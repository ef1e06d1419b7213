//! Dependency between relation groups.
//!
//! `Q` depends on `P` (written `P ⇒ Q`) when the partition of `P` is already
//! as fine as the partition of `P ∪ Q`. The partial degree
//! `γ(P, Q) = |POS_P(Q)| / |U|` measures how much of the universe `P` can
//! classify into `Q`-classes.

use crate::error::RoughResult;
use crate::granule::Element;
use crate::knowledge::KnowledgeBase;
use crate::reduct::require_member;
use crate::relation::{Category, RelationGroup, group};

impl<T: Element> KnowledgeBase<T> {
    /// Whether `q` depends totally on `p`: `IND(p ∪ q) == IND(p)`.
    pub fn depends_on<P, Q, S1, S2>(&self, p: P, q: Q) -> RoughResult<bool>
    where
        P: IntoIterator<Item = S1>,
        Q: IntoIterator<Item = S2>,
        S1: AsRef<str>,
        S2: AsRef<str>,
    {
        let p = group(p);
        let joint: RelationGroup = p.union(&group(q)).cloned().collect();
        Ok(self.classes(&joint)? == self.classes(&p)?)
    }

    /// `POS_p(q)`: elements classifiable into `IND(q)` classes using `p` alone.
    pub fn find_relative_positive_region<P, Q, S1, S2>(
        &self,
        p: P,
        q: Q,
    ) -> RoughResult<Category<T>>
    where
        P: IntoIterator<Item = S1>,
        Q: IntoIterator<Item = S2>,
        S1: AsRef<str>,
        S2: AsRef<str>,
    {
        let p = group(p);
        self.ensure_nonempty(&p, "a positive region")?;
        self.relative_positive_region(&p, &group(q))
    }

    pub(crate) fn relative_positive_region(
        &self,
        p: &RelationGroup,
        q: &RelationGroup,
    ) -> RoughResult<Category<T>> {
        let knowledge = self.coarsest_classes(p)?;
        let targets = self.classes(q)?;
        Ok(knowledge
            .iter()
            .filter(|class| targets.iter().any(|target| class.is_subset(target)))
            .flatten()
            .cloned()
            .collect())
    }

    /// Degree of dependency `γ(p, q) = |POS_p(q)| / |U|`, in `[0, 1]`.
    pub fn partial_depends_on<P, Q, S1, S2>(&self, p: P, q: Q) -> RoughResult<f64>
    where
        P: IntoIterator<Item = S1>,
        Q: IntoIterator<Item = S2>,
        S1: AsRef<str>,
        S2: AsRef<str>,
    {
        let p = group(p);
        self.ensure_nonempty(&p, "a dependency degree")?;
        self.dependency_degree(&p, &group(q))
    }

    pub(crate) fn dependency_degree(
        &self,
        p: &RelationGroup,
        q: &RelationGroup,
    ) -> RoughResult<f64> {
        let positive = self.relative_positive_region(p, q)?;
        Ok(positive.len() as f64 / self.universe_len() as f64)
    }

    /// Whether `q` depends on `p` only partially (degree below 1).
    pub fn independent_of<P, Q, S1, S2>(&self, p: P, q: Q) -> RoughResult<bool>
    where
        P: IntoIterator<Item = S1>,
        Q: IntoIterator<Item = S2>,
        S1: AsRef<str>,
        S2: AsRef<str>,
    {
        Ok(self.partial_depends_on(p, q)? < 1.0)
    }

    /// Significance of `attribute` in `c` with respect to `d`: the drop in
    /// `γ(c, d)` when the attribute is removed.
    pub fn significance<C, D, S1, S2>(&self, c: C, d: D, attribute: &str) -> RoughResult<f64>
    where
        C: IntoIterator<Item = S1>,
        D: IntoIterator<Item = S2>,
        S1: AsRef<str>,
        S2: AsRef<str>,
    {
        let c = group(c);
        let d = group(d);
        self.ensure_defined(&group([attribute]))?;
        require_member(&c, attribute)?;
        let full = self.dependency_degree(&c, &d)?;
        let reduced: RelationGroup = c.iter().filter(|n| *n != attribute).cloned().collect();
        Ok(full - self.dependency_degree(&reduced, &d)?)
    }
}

++++++++

Aim of the task:
Take the line holding "require_member(&c, attribute)?;" and the lines after it through the end of the entries. Retype them exactly and add nothing.

Response area:
        require_member(&c, attribute)?;
        let full = self.dependency_degree(&c, &d)?;
        let reduced: RelationGroup = c.iter().filter(|n| *n != attribute).cloned().collect();
        Ok(full - self.dependency_degree(&reduced, &d)?)
    }
}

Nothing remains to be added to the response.